### Description of the task:
Return every line of the listing that includes the string "DerivePolicy".

========================================================================

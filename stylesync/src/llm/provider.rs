use std::sync::Arc;

use async_trait::async_trait;
use serde_json::Value;

use crate::config::{parse_llm_provider_model, LlmConfig};
use crate::error::{Result, StyleSyncError};
use crate::llm::api::{default_base_url, provider_requires_api_key, LlmApiClient};
use crate::llm::gateway::{GatewayRequest, ModelGateway};

#[derive(Debug, Clone, PartialEq, Eq)]
pub enum LlmBackend {
    Gemini,
    OpenAI,
    OpenRouter,
    Ollama,
    LmStudio,
    OpenAICompatible { base_url: String },
    Unavailable { reason: String },
}

impl LlmBackend {
    pub fn name(&self) -> &'static str {
        match self {
            LlmBackend::Gemini => "gemini",
            LlmBackend::OpenAI => "openai",
            LlmBackend::OpenRouter => "openrouter",
            LlmBackend::Ollama => "ollama",
            LlmBackend::LmStudio => "lmstudio",
            LlmBackend::OpenAICompatible { .. } => "openai-compatible",
            LlmBackend::Unavailable { .. } => "unavailable",
        }
    }
}

/// Where a provider's credential came from.
#[derive(Debug, Clone, Copy, PartialEq, Eq, serde::Serialize, utoipa::ToSchema)]
#[serde(rename_all = "snake_case")]
pub enum CredentialSource {
    Environment,
    Session,
    NotRequired,
    Missing,
}

#[derive(Debug, Clone)]
pub struct LlmProvider {
    backend: LlmBackend,
    config: Arc<LlmConfig>,
    client: Option<LlmApiClient>,
    credential: CredentialSource,
}

impl LlmProvider {
    /// Build the provider from configuration. A credential in `config` is
    /// treated as coming from the environment.
    pub fn new(config: &LlmConfig) -> Self {
        let credential = if config.api_key.is_some() {
            CredentialSource::Environment
        } else if provider_requires_api_key(&config.model) {
            CredentialSource::Missing
        } else {
            CredentialSource::NotRequired
        };

        Self::build(config.clone(), credential)
    }

    fn build(config: LlmConfig, credential: CredentialSource) -> Self {
        let (provider, _model) = parse_llm_provider_model(&config.model);

        let mut backend = match provider.to_lowercase().as_str() {
            "gemini" => LlmBackend::Gemini,
            "openai" => LlmBackend::OpenAI,
            "openrouter" => LlmBackend::OpenRouter,
            "ollama" => LlmBackend::Ollama,
            "lmstudio" => LlmBackend::LmStudio,
            _ => {
                if let Some(base_url) = &config.base_url {
                    LlmBackend::OpenAICompatible {
                        base_url: base_url.clone(),
                    }
                } else {
                    LlmBackend::Unavailable {
                        reason: format!("Unknown provider in model: {}", config.model),
                    }
                }
            }
        };

        let client = if matches!(backend, LlmBackend::Unavailable { .. }) {
            None
        } else {
            match LlmApiClient::new(&config) {
                Ok(client) => Some(client),
                Err(StyleSyncError::MissingCredential) => None,
                Err(error) => {
                    backend = LlmBackend::Unavailable {
                        reason: error.to_string(),
                    };
                    None
                }
            }
        };

        Self {
            backend,
            config: Arc::new(config),
            client,
            credential,
        }
    }

    /// A copy of this provider bound to a credential entered by the user.
    pub fn with_api_key(&self, api_key: &str) -> Self {
        let config = LlmConfig {
            api_key: Some(api_key.trim().to_string()),
            ..(*self.config).clone()
        };
        Self::build(config, CredentialSource::Session)
    }

    /// Configured and holding whatever credential the provider needs.
    pub fn is_available(&self) -> bool {
        self.client.is_some()
    }

    /// The provider itself is usable once a credential is supplied.
    pub fn is_configured(&self) -> bool {
        !matches!(self.backend, LlmBackend::Unavailable { .. })
    }

    pub fn backend(&self) -> &LlmBackend {
        &self.backend
    }

    pub fn config(&self) -> &LlmConfig {
        &self.config
    }

    pub fn credential_source(&self) -> CredentialSource {
        self.credential
    }

    pub fn base_url(&self) -> Option<&str> {
        match &self.backend {
            LlmBackend::Unavailable { .. } => None,
            LlmBackend::OpenAICompatible { base_url } => Some(base_url),
            _ => Some(self.config.base_url.as_deref().unwrap_or_else(|| {
                let (provider, _) = parse_llm_provider_model(&self.config.model);
                default_base_url(provider)
            })),
        }
    }

    fn unavailable_error(&self) -> StyleSyncError {
        match &self.backend {
            LlmBackend::Unavailable { reason } => StyleSyncError::LlmUnavailable(reason.clone()),
            _ => StyleSyncError::MissingCredential,
        }
    }
}

#[async_trait]
impl ModelGateway for LlmProvider {
    async fn generate_json(&self, request: &GatewayRequest) -> Result<Value> {
        let Some(client) = &self.client else {
            return Err(self.unavailable_error());
        };

        client.generate_json(request).await
    }
}

#[cfg(test)]
mod tests {
    use super::*;

    fn config(model: &str, api_key: Option<&str>) -> LlmConfig {
        LlmConfig {
            model: model.to_string(),
            api_key: api_key.map(str::to_string),
            ..LlmConfig::default()
        }
    }

    #[test]
    fn test_gemini_without_key_needs_credential() {
        let provider = LlmProvider::new(&config("gemini/gemini-2.0-flash", None));

        assert_eq!(provider.backend(), &LlmBackend::Gemini);
        assert!(provider.is_configured());
        assert!(!provider.is_available());
        assert_eq!(provider.credential_source(), CredentialSource::Missing);
    }

    #[test]
    fn test_with_api_key_initializes() {
        let provider = LlmProvider::new(&config("gemini/gemini-2.0-flash", None));
        let bound = provider.with_api_key("  user-key ");

        assert!(bound.is_available());
        assert_eq!(bound.credential_source(), CredentialSource::Session);
        assert_eq!(bound.config().api_key.as_deref(), Some("user-key"));
        assert!(!provider.is_available());
    }

    #[test]
    fn test_local_provider_needs_no_key() {
        let provider = LlmProvider::new(&config("ollama/llava", None));

        assert!(provider.is_available());
        assert_eq!(provider.credential_source(), CredentialSource::NotRequired);
        assert_eq!(provider.base_url(), Some("http://localhost:11434/v1"));
    }

    #[test]
    fn test_unknown_provider_without_base_url_is_unavailable() {
        let provider = LlmProvider::new(&config("mystery-model", Some("key")));

        assert!(matches!(provider.backend(), LlmBackend::Unavailable { .. }));
        assert!(!provider.is_configured());
        assert_eq!(provider.base_url(), None);
    }

    #[tokio::test]
    async fn test_generate_without_credential_fails_fast() {
        let provider = LlmProvider::new(&config("openai/gpt-4o-mini", None));
        let request = GatewayRequest::new("Test", "system".into(), "user".into());

        let result = provider.generate_json(&request).await;
        assert!(matches!(result, Err(StyleSyncError::MissingCredential)));
    }
}
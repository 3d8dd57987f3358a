pub(crate) mod health;
pub mod items;
pub mod recommendations;
pub mod sessions;

pub use health::health_check;
use schemars::JsonSchema;
use serde::{Deserialize, Serialize};

/// Outfit suggestion returned by the model. Never stored.
#[derive(Debug, Clone, PartialEq, Eq, Serialize, Deserialize, JsonSchema, utoipa::ToSchema)]
pub struct OutfitRecommendation {
    /// List of clothing item IDs for the recommended outfit
    pub recommended_items: Vec<String>,
    /// Explanation for why this outfit was recommended
    pub reasoning: String,
    /// Additional styling tips
    pub style_tips: Vec<String>,
}

pub const OCCASIONS: &[&str] = &[
    "Casual",
    "Work/Professional",
    "Party",
    "Date Night",
    "Beach/Pool",
    "Gym/Athletic",
    "Formal Event",
    "Travel",
];

pub const SEASONS: &[&str] = &["Spring", "Summer", "Fall", "Winter", "Any"];

pub const TIMES_OF_DAY: &[&str] = &["Morning", "Afternoon", "Evening", "Night", "Any"];

pub const STYLES: &[&str] = &[
    "Comfortable",
    "Stylish",
    "Professional",
    "Trendy",
    "Classic",
    "Minimalist",
    "Bold",
];

/// Structured preferences collected by the recommendation form.
///
/// Values are free text; the option lists above are suggestions only.
#[derive(Debug, Clone, Default, PartialEq, Eq)]
pub struct StylePreferences {
    pub occasion: Option<String>,
    pub season: Option<String>,
    pub time_of_day: Option<String>,
    pub style: Option<String>,
    pub notes: Option<String>,
}

impl StylePreferences {
    pub fn is_empty(&self) -> bool {
        [
            &self.occasion,
            &self.season,
            &self.time_of_day,
            &self.style,
            &self.notes,
        ]
        .iter()
        .all(|value| value.as_deref().map_or(true, |v| v.trim().is_empty()))
    }

    /// Combine the form fields into the single preference string the
    /// recommender sends to the model. Every line is always present so the
    /// model sees the same layout regardless of which fields were filled.
    pub fn to_prompt_text(&self) -> String {
        fn field(value: &Option<String>) -> &str {
            value.as_deref().map(str::trim).unwrap_or("")
        }

        format!(
            "Occasion: {}\nSeason: {}\nTime of Day: {}\nStyle Preference: {}\nAdditional Notes: {}",
            field(&self.occasion),
            field(&self.season),
            field(&self.time_of_day),
            field(&self.style),
            field(&self.notes),
        )
    }
}
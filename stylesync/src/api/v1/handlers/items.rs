//! v1 Wardrobe handlers.
//!
//! Upload-and-analyze, listing, single-item lookup, stats, and the raw JSON
//! download. Everything except the download is wrapped in [`ApiResponse`].

use std::sync::Arc;

use axum::extract::{Multipart, Path, State};
use axum::http::{header, StatusCode};
use axum::response::{IntoResponse, Response};
use axum::Extension;

use crate::api::v1::dto::ListItemsResponse;
use crate::api::v1::response::{ApiError, ApiResponse, ErrorCode};
use crate::api::AppState;
use crate::models::WardrobeItem;
use crate::services::{Session, WardrobeStats, EXPORT_FILE_NAME};

/// `POST /api/v1/sessions/{sessionId}/items:analyze`
///
/// Accepts a multipart form with a single image in the `file` field,
/// analyzes it, and appends the result to the wardrobe. Returns 201 with
/// the stored item. A failed analysis leaves the wardrobe untouched.
#[utoipa::path(
    post,
    path = "/api/v1/sessions/{sessionId}/items:analyze",
    tag = "wardrobe",
    operation_id = "items.analyze",
    params(("sessionId" = String, Path, description = "Session ID")),
    request_body(content_type = "multipart/form-data", content = String, description = "Clothing photo in the `file` field (JPEG, PNG or WebP)"),
    responses(
        (status = 201, description = "Item analyzed and stored", body = WardrobeItem),
        (status = 400, description = "Missing or unreadable file", body = ApiError),
        (status = 401, description = "No model credential for this session", body = ApiError),
        (status = 404, description = "Session not found", body = ApiError),
        (status = 413, description = "Image too large", body = ApiError),
        (status = 502, description = "Model gateway failed", body = ApiError),
    )
)]
pub async fn analyze_item(
    State(state): State<AppState>,
    Extension(session): Extension<Arc<Session>>,
    mut multipart: Multipart,
) -> ApiResponse<WardrobeItem> {
    let max_bytes = state.config.wardrobe.max_upload_bytes;
    let mut file_bytes: Option<Vec<u8>> = None;

    loop {
        let field = match multipart.next_field().await {
            Ok(Some(field)) => field,
            Ok(None) => break,
            Err(e) => return multipart_error(e.status(), e.body_text(), max_bytes),
        };

        if field.name() != Some("file") {
            continue;
        }

        let bytes = match field.bytes().await {
            Ok(b) => b,
            Err(e) => return multipart_error(e.status(), e.body_text(), max_bytes),
        };

        if bytes.len() > max_bytes {
            return too_large(bytes.len(), max_bytes);
        }

        file_bytes = Some(bytes.to_vec());
        break;
    }

    let Some(file_bytes) = file_bytes else {
        return ApiResponse::error(ErrorCode::InvalidRequest, "Missing `file` field");
    };
    if file_bytes.is_empty() {
        return ApiResponse::error(ErrorCode::InvalidRequest, "Uploaded file is empty");
    }

    match session.analyze_and_add(&file_bytes).await {
        Ok(item) => ApiResponse::created(item),
        Err(e) => e.into(),
    }
}

fn multipart_error(status: StatusCode, detail: String, max_bytes: usize) -> ApiResponse<WardrobeItem> {
    if status == StatusCode::PAYLOAD_TOO_LARGE {
        return ApiResponse::error(
            ErrorCode::PayloadTooLarge,
            format!("File too large (max {max_bytes} bytes)"),
        );
    }
    ApiResponse::error(ErrorCode::InvalidRequest, format!("Failed to read upload: {detail}"))
}

fn too_large(size: usize, max_bytes: usize) -> ApiResponse<WardrobeItem> {
    ApiResponse::error(
        ErrorCode::PayloadTooLarge,
        format!("File too large: {size} bytes (max {max_bytes} bytes)"),
    )
}

/// `GET /api/v1/sessions/{sessionId}/items`
#[utoipa::path(
    get,
    path = "/api/v1/sessions/{sessionId}/items",
    tag = "wardrobe",
    operation_id = "items.list",
    params(("sessionId" = String, Path, description = "Session ID")),
    responses(
        (status = 200, description = "Wardrobe items in insertion order", body = ListItemsResponse),
        (status = 404, description = "Session not found", body = ApiError),
    )
)]
pub async fn list_items(
    Extension(session): Extension<Arc<Session>>,
) -> ApiResponse<ListItemsResponse> {
    let wardrobe = session.wardrobe().await;
    ApiResponse::success(ListItemsResponse {
        total: wardrobe.len(),
        items: wardrobe.list().to_vec(),
    })
}

/// `GET /api/v1/sessions/{sessionId}/items/{itemId}`
#[utoipa::path(
    get,
    path = "/api/v1/sessions/{sessionId}/items/{itemId}",
    tag = "wardrobe",
    operation_id = "items.get",
    params(
        ("sessionId" = String, Path, description = "Session ID"),
        ("itemId" = String, Path, description = "Item ID"),
    ),
    responses(
        (status = 200, description = "Item found", body = WardrobeItem),
        (status = 404, description = "Session or item not found", body = ApiError),
    )
)]
pub async fn get_item(
    Extension(session): Extension<Arc<Session>>,
    Path((_session_id, item_id)): Path<(String, String)>,
) -> ApiResponse<WardrobeItem> {
    match session.get_item(&item_id).await {
        Some(item) => ApiResponse::success(item),
        None => ApiResponse::error(ErrorCode::NotFound, format!("Item {item_id} not found")),
    }
}

/// `GET /api/v1/sessions/{sessionId}/stats`
#[utoipa::path(
    get,
    path = "/api/v1/sessions/{sessionId}/stats",
    tag = "wardrobe",
    operation_id = "items.stats",
    params(("sessionId" = String, Path, description = "Session ID")),
    responses(
        (status = 200, description = "Wardrobe statistics", body = WardrobeStats),
        (status = 404, description = "Session not found", body = ApiError),
    )
)]
pub async fn wardrobe_stats(
    Extension(session): Extension<Arc<Session>>,
) -> ApiResponse<WardrobeStats> {
    ApiResponse::success(session.wardrobe().await.stats())
}

/// `GET /api/v1/sessions/{sessionId}/wardrobe:export`
///
/// Raw pretty-printed JSON array, served as a file download rather than
/// inside the envelope.
#[utoipa::path(
    get,
    path = "/api/v1/sessions/{sessionId}/wardrobe:export",
    tag = "wardrobe",
    operation_id = "wardrobe.export",
    params(("sessionId" = String, Path, description = "Session ID")),
    responses(
        (status = 200, description = "Wardrobe download", body = Vec<WardrobeItem>, content_type = "application/json"),
        (status = 404, description = "Session not found", body = ApiError),
    )
)]
pub async fn export_wardrobe(Extension(session): Extension<Arc<Session>>) -> Response {
    match session.wardrobe().await.export() {
        Ok(body) => (
            [
                (header::CONTENT_TYPE, "application/json".to_string()),
                (
                    header::CONTENT_DISPOSITION,
                    format!("attachment; filename=\"{EXPORT_FILE_NAME}\""),
                ),
            ],
            body,
        )
            .into_response(),
        Err(e) => ApiResponse::<()>::from(e).into_response(),
    }
}
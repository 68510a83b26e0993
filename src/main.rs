//! Light meter firmware - RP2040 + LTR-303 + SSD1306 + rotary encoder.
//!
//! Single control loop: every pass drains the encoder, samples the mode
//! button, and every `SAMPLE_EVERY_PASSES` passes polls the light sensor.
//! Only the screen regions whose text changed are redrawn.
//!
//! A missing sensor or display at boot is fatal: the firmware logs the
//! reason and parks forever.

#![no_std]
#![no_main]

mod encoder;
mod ui;

use defmt::{debug, error, info, warn};
use embassy_executor::Spawner;
use embassy_rp::bind_interrupts;
use embassy_rp::gpio::{Input, Pull};
use embassy_rp::i2c::{self, I2c};
use embassy_rp::peripherals::PIO0;
use embassy_rp::pio::{self, Pio};
use embassy_rp::pio_programs::rotary_encoder::{PioEncoder, PioEncoderProgram};
use embassy_time::{Delay, Duration, Instant, Timer};
use lightmeter::config::{HALT_POLL_MS, I2C_FREQUENCY_HZ, PASS_INTERVAL_MS};
use lightmeter::sensor::{Ltr303, Ltr303Config};
use lightmeter::{Error, Meter, MeterConfig};
use {defmt_rtt as _, panic_probe as _};

bind_interrupts!(struct Irqs {
    PIO0_IRQ_0 => pio::InterruptHandler<PIO0>;
});

fn i2c_config() -> i2c::Config {
    let mut config = i2c::Config::default();
    config.frequency = I2C_FREQUENCY_HZ;
    config
}

/// Log the failure and idle forever.
async fn halt(reason: Error) -> ! {
    error!("Fatal: {} - halting", reason);
    loop {
        Timer::after(Duration::from_millis(HALT_POLL_MS)).await;
    }
}

#[embassy_executor::main]
async fn main(spawner: Spawner) {
    info!("Light meter starting...");

    let p = embassy_rp::init(Default::default());

    // ── Light sensor (I²C1: GP2 = SDA, GP3 = SCL) ──────────────────
    let sensor_bus = I2c::new_blocking(p.I2C1, p.PIN_3, p.PIN_2, i2c_config());
    let mut sensor = Ltr303::new(sensor_bus, Ltr303Config::METER);
    if let Err(e) = sensor.begin(&mut Delay) {
        halt(e).await;
    }
    info!(
        "LTR-303 ready: gain={}, integration={}",
        sensor.config().gain,
        sensor.config().integration
    );

    // ── Display (I²C0: GP4 = SDA, GP5 = SCL) ───────────────────────
    let display_bus = I2c::new_blocking(p.I2C0, p.PIN_5, p.PIN_4, i2c_config());
    let mut display = match ui::display::init(display_bus) {
        Ok(display) => display,
        Err(e) => halt(e).await,
    };
    info!("Display ready");

    // ── Encoder (PIO0 SM0: GP20 / GP21) ─────────────────────────────
    let Pio {
        mut common, sm0, ..
    } = Pio::new(p.PIO0, Irqs);
    let program = PioEncoderProgram::new(&mut common);
    let quadrature = PioEncoder::new(&mut common, sm0, p.PIN_20, p.PIN_21, &program);
    spawner.must_spawn(encoder::encoder_task(quadrature));
    let mut detents = encoder::EncoderDelta;

    // ── Mode button (GP17, active-low) ──────────────────────────────
    let mut button = ui::buttons::ModeButton::new(Input::new(p.PIN_17, Pull::Up));

    let mut meter = Meter::new(MeterConfig::default());
    info!(
        "Meter: scale={}, sample every {} passes",
        meter.config().shutter_scale,
        meter.config().sample_every
    );

    if let Err(e) = ui::display::apply(&mut display, &meter.boot()) {
        warn!("Display: boot draw failed: {}", e);
    }

    loop {
        let now = Instant::now().as_millis();
        let frame = meter.pass(&mut sensor, &mut detents, &mut button, now);

        if !frame.changes.is_empty() {
            debug!("Redraw: {} fields", frame.changes.len());
            if let Err(e) = ui::display::apply(&mut display, &frame.draw_ops()) {
                warn!("Display: {}", e);
            }
        }

        if let Some(line) = frame.diagnostic {
            debug!("{}", line.as_str());
        }

        Timer::after(Duration::from_millis(PASS_INTERVAL_MS)).await;
    }
}
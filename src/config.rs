//! Application-wide constants and compile-time configuration.
//!
//! All hardware pin assignments, timing parameters, and layout
//! constants live here so they can be tuned in one place.

use crate::ev::DerivePolicy;
use crate::tables::ShutterScale;

// Exposure core

/// Shutter table the firmware runs with.
pub const SHUTTER_SCALE: ShutterScale = ShutterScale::Classic;

/// Which derived values are shown for each mode.
pub const DERIVE_POLICY: DerivePolicy = DerivePolicy::COMPLEMENTARY;

// Timing

/// Delay between two passes of the control loop (ms).
pub const PASS_INTERVAL_MS: u64 = 30;

/// The light sensor is polled every Nth pass (10 × 30 ms = 300 ms).
pub const SAMPLE_EVERY_PASSES: u32 = 10;

/// Input is ignored for this long after a mode change (ms).
pub const MODE_SETTLE_MS: u64 = 100;

/// Sleep between wake-ups once a fatal startup error halted the device (ms).
pub const HALT_POLL_MS: u64 = 100;

// GPIO pin assignments (RP2040 / Pico defaults)
//
// These are logical names; the concrete `embassy_rp::peripherals::PIN_*`
// are picked in `main.rs`.  Adjust for your custom PCB.
//
//   OLED SDA        → GP4  (I2C0)
//   OLED SCL        → GP5  (I2C0)
//   LTR-303 SDA     → GP2  (I2C1)
//   LTR-303 SCL     → GP3  (I2C1)
//   Encoder A       → GP20 (PIO0 SM0)
//   Encoder B       → GP21 (PIO0 SM0)
//   Mode button     → GP17 (active-low, internal pull-up)

/// SSD1306 I²C address.
pub const DISPLAY_I2C_ADDR: u8 = 0x3C;

/// I²C bus frequency for both buses (Hz).
pub const I2C_FREQUENCY_HZ: u32 = 400_000;

// Display layout (128×32, 5×8 font)

pub const ROW_HEIGHT: i32 = 8;
pub const LABEL_COLUMN: i32 = 0;
pub const VALUE_COLUMN: i32 = 48;
pub const DERIVED_COLUMN: i32 = 90;

/// Runtime knobs of the exposure core.
#[derive(Clone, Copy, Debug, PartialEq, Eq)]
#[cfg_attr(feature = "defmt", derive(defmt::Format))]
pub struct MeterConfig {
    pub shutter_scale: ShutterScale,
    pub derive_policy: DerivePolicy,
    /// Poll the light sensor every this many passes (0 is treated as 1).
    pub sample_every: u32,
    pub settle_ms: u64,
}

impl Default for MeterConfig {
    fn default() -> Self {
        Self {
            shutter_scale: SHUTTER_SCALE,
            derive_policy: DERIVE_POLICY,
            sample_every: SAMPLE_EVERY_PASSES,
            settle_ms: MODE_SETTLE_MS,
        }
    }
}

========================================================================

### Solution:
use crate::ev::DerivePolicy;
pub const DERIVE_POLICY: DerivePolicy = DerivePolicy::COMPLEMENTARY;
    pub derive_policy: DerivePolicy,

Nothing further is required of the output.